Croci v. Town of Haverstraw

Document Cited Authorities (51) Cited in (15) Related

Ambrose Wotor Wotorson, Jr., Esq., Law Offices of Ambrose Wotorson, P.C., New York, NY, Counsel for Plaintiff.

Kenneth Ethan Pitcoff, Esq., Morris Duffy Alonso & Faley, New York, NY, Counsel for Defendants.

OPINION & ORDER

KENNETH M. KARAS, District Judge:

Plaintiff Cheryl Croci (Plaintiff) brings this action against defendants Town of Haverstraw (the Town), George Wargo (Wargo), and Howard Phillips (Phillips) (collectively, Defendants) asserting claims pursuant to 42 U.S.C. § 2000e et seq. (Title VII), the New York State Human Rights Law, N.Y. Exec. Law § 296, and 42 U.S.C. § 1983 for violation of her First Amendment rights and for violations of procedural and substantive due process.

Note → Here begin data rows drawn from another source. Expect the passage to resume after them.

//! engstat-core - Streaming statistics over engine telemetry
//!
//! This crate connects row sources from `engstat-io` to the accumulators
//! in `engstat-stats`:
//!
//! - **compute**: one pass per statistic (`compute_moments`,
//!   `compute_correlation`, `compute_grouped`, `compute_histogram`)
//! - **dispatch**: `Analysis`, which feeds every requested statistic from a
//!   single pass
//! - **config**: `AnalysisConfig`, loadable from TOML or JSON
//! - **report**: text and JSON rendering
//!
//! # Example
//!
//! ```no_run
//! use engstat_core::{Analysis, AnalysisConfig};
//!
//! let mut source = engstat_io::open_source("engine_data.csv")?;
//! let report = Analysis::everything(AnalysisConfig::default()).run(&mut source)?;
//! println!("{}", engstat_core::report::render_text(&report));
//! # Ok::<(), engstat_core::AnalysisError>(())
//! ```

pub mod compute;
pub mod config;
pub mod dispatch;
pub mod error;
pub mod report;

pub use compute::{
    compute_correlation, compute_grouped, compute_histogram, compute_moments, ColumnMoments,
    ColumnSelection, MomentReport,
};
pub use config::*;
pub use dispatch::*;
pub use error::*;
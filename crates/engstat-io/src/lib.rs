//! engstat-io - Row sources for engine telemetry
//!
//! This crate turns tabular sensor data into a stream of typed rows:
//!
//! - **CSV/TSV**: delimited text with header normalisation and type inference
//! - **Memory**: rows already held by the caller
//!
//! # Design
//!
//! All sources implement the `RowSource` trait. Rows are pulled one at a
//! time, so a source never has to hold the full dataset. Columns are looked
//! up by base name through `DataSchema::resolve`, never by position.

pub mod memory;
pub mod reader;
pub mod schema;

#[cfg(feature = "csv")]
pub mod csv_reader;

pub use memory::*;
pub use reader::*;
pub use schema::*;

#[cfg(feature = "csv")]
pub use csv_reader::{normalize_header, CsvOptions, CsvRowSource};
//! Row source trait and common types
//!
//! The `RowSource` trait is the boundary between the statistics engine and
//! wherever rows come from: a CSV file, an in-memory table, or a database
//! cursor implemented outside this workspace.

use crate::schema::{DataSchema, Row};
use thiserror::Error;

/// Errors that can occur while reading rows
#[derive(Debug, Clone, PartialEq, Error)]
pub enum IoError {
    #[error("File not found: {0}")]
    FileNotFound(String),

    #[error("Failed to open file: {0}")]
    OpenFailed(String),

    #[error("Invalid format: {0}")]
    InvalidFormat(String),

    #[error("Column not found: {0}")]
    ColumnNotFound(String),

    #[error("Column name is ambiguous: {0}")]
    AmbiguousColumn(String),

    /// A single row could not be decoded; the stream can continue
    #[error("Malformed row {row}: {message}")]
    MalformedRow { row: u64, message: String },

    /// The source declared the stream unusable
    #[error("Corrupt stream: {0}")]
    Corrupt(String),

    #[error("Read failed: {0}")]
    Read(String),
}

impl IoError {
    /// Whether the caller may skip the offending row and keep reading
    pub fn is_recoverable(&self) -> bool {
        matches!(self, IoError::MalformedRow { .. })
    }
}

/// Result type for I/O operations
pub type IoResult<T> = Result<T, IoError>;

/// A producer of typed rows
///
/// The schema is available before the first row. Rows are pulled one at a
/// time; `next_row` returning `None` ends the stream. A terminal error
/// (anything for which [`IoError::is_recoverable`] is false) ends the
/// stream as well.
pub trait RowSource {
    /// Column names and types
    fn schema(&self) -> &DataSchema;

    /// Pull the next row
    fn next_row(&mut self) -> Option<IoResult<Row>>;

    /// Restart from the first row
    fn rewind(&mut self) -> IoResult<()>;

    /// Get the format name
    fn format_name(&self) -> &'static str;
}

impl<S: RowSource + ?Sized> RowSource for Box<S> {
    fn schema(&self) -> &DataSchema {
        (**self).schema()
    }

    fn next_row(&mut self) -> Option<IoResult<Row>> {
        (**self).next_row()
    }

    fn rewind(&mut self) -> IoResult<()> {
        (**self).rewind()
    }

    fn format_name(&self) -> &'static str {
        (**self).format_name()
    }
}

/// A boxed source for dynamic dispatch
pub type BoxedSource = Box<dyn RowSource + Send>;

/// Open a file and return an appropriate source
///
/// The format is auto-detected from the file extension.
pub fn open_source(path: &str) -> IoResult<BoxedSource> {
    let extension = path
        .rsplit('.')
        .next()
        .map(|s| s.to_lowercase())
        .unwrap_or_default();

    match extension.as_str() {
        #[cfg(feature = "csv")]
        "csv" => {
            use crate::csv_reader::CsvRowSource;
            Ok(Box::new(CsvRowSource::open(path)?))
        }

        #[cfg(feature = "csv")]
        "tsv" => {
            use crate::csv_reader::{CsvOptions, CsvRowSource};
            let options = CsvOptions {
                delimiter: b'\t',
                ..CsvOptions::default()
            };
            Ok(Box::new(CsvRowSource::open_with_options(path, options)?))
        }

        _ => Err(IoError::InvalidFormat(format!(
            "Unknown file extension: {}",
            extension
        ))),
    }
}

/// List supported file extensions
pub fn supported_extensions() -> Vec<&'static str> {
    let mut extensions = Vec::new();

    #[cfg(feature = "csv")]
    {
        extensions.push("csv");
        extensions.push("tsv");
    }

    extensions
}
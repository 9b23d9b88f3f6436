//! Text and JSON rendering of analysis results
//!
//! Each section prints its numbers through an explicit label table, so the
//! output layout does not depend on field order or naming in the result
//! types.

use std::fmt::Write;

use engstat_stats::{ColumnStats, CorrelationMatrix, GroupedReport, HistogramResult, MomentSummary};

use crate::compute::MomentReport;
use crate::dispatch::{AnalysisReport, ColumnHistogram};

type Field<T> = (&'static str, fn(&T) -> Option<f64>);

const MOMENT_FIELDS: &[Field<MomentSummary>] = &[
    ("Sum", |s: &MomentSummary| Some(s.sum)),
    ("Mean", |s: &MomentSummary| Some(s.mean)),
    ("Variance", |s: &MomentSummary| Some(s.variance)),
    ("StdDev", |s: &MomentSummary| Some(s.std_dev)),
    ("Skewness", |s: &MomentSummary| Some(s.skewness)),
    ("Kurtosis", |s: &MomentSummary| Some(s.kurtosis)),
    ("Min", |s: &MomentSummary| s.min),
    ("Max", |s: &MomentSummary| s.max),
];

const GROUP_FIELDS: &[Field<ColumnStats>] = &[
    ("Sum", |s: &ColumnStats| Some(s.sum)),
    ("Mean", |s: &ColumnStats| Some(s.mean)),
    ("Variance", |s: &ColumnStats| Some(s.variance)),
    ("StdDev", |s: &ColumnStats| Some(s.std_dev)),
    ("Min", |s: &ColumnStats| Some(s.min)),
    ("Max", |s: &ColumnStats| Some(s.max)),
    ("Median", |s: &ColumnStats| Some(s.median)),
    ("Q1", |s: &ColumnStats| Some(s.q1)),
    ("Q3", |s: &ColumnStats| Some(s.q3)),
    ("IQR", |s: &ColumnStats| Some(s.iqr)),
    ("Skewness", |s: &ColumnStats| Some(s.skewness)),
    ("Kurtosis", |s: &ColumnStats| Some(s.kurtosis)),
];

const HISTOGRAM_FIELDS: &[Field<HistogramResult>] = &[
    ("Count", |h: &HistogramResult| Some(h.summary.count as f64)),
    ("Mean", |h: &HistogramResult| Some(h.summary.mean)),
    ("StdDev", |h: &HistogramResult| Some(h.summary.std_dev)),
    ("Min", |h: &HistogramResult| h.summary.min),
    ("Max", |h: &HistogramResult| h.summary.max),
    ("Out of range", |h: &HistogramResult| Some(h.out_of_range as f64)),
];

/// Widest histogram bar, in characters
const BAR_WIDTH: u64 = 40;

/// Render every section present in the report as plain text
pub fn render_text(report: &AnalysisReport) -> String {
    let mut out = String::new();

    if let Some(moments) = &report.moments {
        write_moments(&mut out, moments);
    }
    if let Some(matrix) = &report.correlation {
        write_correlation(&mut out, matrix);
    }
    if let Some(grouped) = &report.grouped {
        write_grouped(&mut out, grouped, report.group_rows_skipped);
    } else if let Some(reason) = &report.grouped_error {
        heading(&mut out, "Engine Condition Analysis");
        let _ = writeln!(out, "Skipped: {}\n", reason);
    }
    for histogram in &report.histograms {
        write_histogram(&mut out, histogram);
    }

    let _ = writeln!(
        out,
        "{} rows read, {} skipped ({})",
        report.rows_read, report.rows_skipped, report.source_format
    );
    out
}

/// Serialize the report as pretty-printed JSON
pub fn to_json(report: &AnalysisReport) -> Result<String, serde_json::Error> {
    serde_json::to_string_pretty(report)
}

fn heading(out: &mut String, title: &str) {
    let _ = writeln!(out, "{}", title);
    let _ = writeln!(out, "{}", "=".repeat(title.len()));
    let _ = writeln!(out);
}

fn value(v: Option<f64>) -> String {
    match v {
        Some(v) => format!("{:.4}", v),
        None => "-".to_string(),
    }
}

fn write_moments(out: &mut String, report: &MomentReport) {
    heading(out, "Column Statistics");
    for column in &report.columns {
        let summary = &column.summary;
        if !summary.variance_defined || !summary.shape_defined {
            tracing::debug!(
                "Column {} has undefined moments (count {}), reported as 0",
                column.name,
                summary.count
            );
        }
        let _ = writeln!(out, "{}:", column.name);
        let _ = writeln!(out, "  Count: {}", summary.count);
        if summary.missing > 0 {
            let _ = writeln!(out, "  Missing: {}", summary.missing);
        }
        for (label, field) in MOMENT_FIELDS {
            let _ = writeln!(out, "  {}: {}", label, value(field(summary)));
        }
    }
    let _ = writeln!(out);
}

fn write_correlation(out: &mut String, matrix: &CorrelationMatrix) {
    heading(out, "Pearson Correlation");
    let _ = write!(out, "\t");
    for name in &matrix.columns {
        let _ = write!(out, "{}\t", name);
    }
    let _ = writeln!(out);
    for (name, row) in matrix.columns.iter().zip(matrix.rows()) {
        let _ = write!(out, "{}\t", name);
        for v in row {
            let _ = write!(out, "{:.4}\t", v);
        }
        let _ = writeln!(out);
    }
    let _ = writeln!(out);
}

fn write_grouped(out: &mut String, report: &GroupedReport, skipped: u64) {
    heading(out, "Engine Condition Analysis");
    for group in &report.groups {
        let _ = writeln!(out, "Condition {}:", group.key);
        let _ = writeln!(out, "  Count: {}", group.count);
        let _ = writeln!(out, "  Column Statistics:");
        for column in &group.columns {
            if !column.shape_defined {
                tracing::debug!(
                    "Condition {} column {} has undefined shape statistics",
                    group.key,
                    column.name
                );
            }
            let _ = writeln!(out, "    {}:", column.name);
            for (label, field) in GROUP_FIELDS {
                let _ = writeln!(out, "      {}: {}", label, value(field(column)));
            }
        }
        let _ = writeln!(out);
    }
    if skipped > 0 {
        let _ = writeln!(out, "{} rows without an integral condition value\n", skipped);
    }
}

fn write_histogram(out: &mut String, histogram: &ColumnHistogram) {
    let result = &histogram.result;
    heading(out, &format!("Histogram of {}", histogram.column));
    for (label, field) in HISTOGRAM_FIELDS {
        let _ = writeln!(out, "  {}: {}", label, value(field(result)));
    }
    let _ = writeln!(out);

    let peak = result.counts.iter().copied().max().unwrap_or(0).max(1);
    for bin in result.bins() {
        let bar = (bin.count * BAR_WIDTH).div_ceil(peak) as usize;
        let _ = writeln!(
            out,
            "  [{:>12.4}, {:>12.4}] {:>8} {}",
            bin.lower,
            bin.upper,
            bin.count,
            "#".repeat(bar)
        );
    }
    let _ = writeln!(out);
}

Defendants move to dismiss Plaintiff's Title VII retaliation claim, § 1983 claims, and state law claims on various grounds. For the reasons that follow, Defendants' Motion is granted in part and denied in part.

I. Background
A. Factual Background

The following facts are taken from Plaintiff's Amended Complaint and are assumed to be true for purposes of this Opinion. Plaintiff began working for the Town in 1997, and, according to Plaintiff, at all relevant times, her performance has been satisfactory. (Am. Compl. ¶ 9 (Dkt. No. 14).) In March 2000, Plaintiff began working for the Town's Highway Department as a personal assistant. (Id. ¶ 10(a).) Since that time, Plaintiff was re-appointed to that position every two years. (Id. ¶ 10(b).) On or about March 2, 2010, Plaintiff began to formally complain about sex discrimination and an allegedly hostile work environment based upon her gender. (Id. ¶ 10(c).) According to Plaintiff, these complaints were continuing in nature, and Defendants' agents investigated her complaints on two separate occasions. (Id. ) At the end of the first investigation, the agents concluded that her complaints were unsubstantiated. (Id. )

Nevertheless, Plaintiff alleges that Phillips, the Town Supervisor, was “not pleased” with Plaintiff's complaints, and, in response to her complaints, falsely alleged that Plaintiff had engaged in sexually inappropriate behavior. (Id. ¶ 10(d).) According to Plaintiff, Phillips made this allegation “without any credible basis for doing so,” and further “issued a pretextual and retaliatory warning to Plaintiff,” while “utterly fail[ing] to punish Plaintiff's harasser(s) in any regard or to ensure that such harassment did not occur in the future.” (Id. )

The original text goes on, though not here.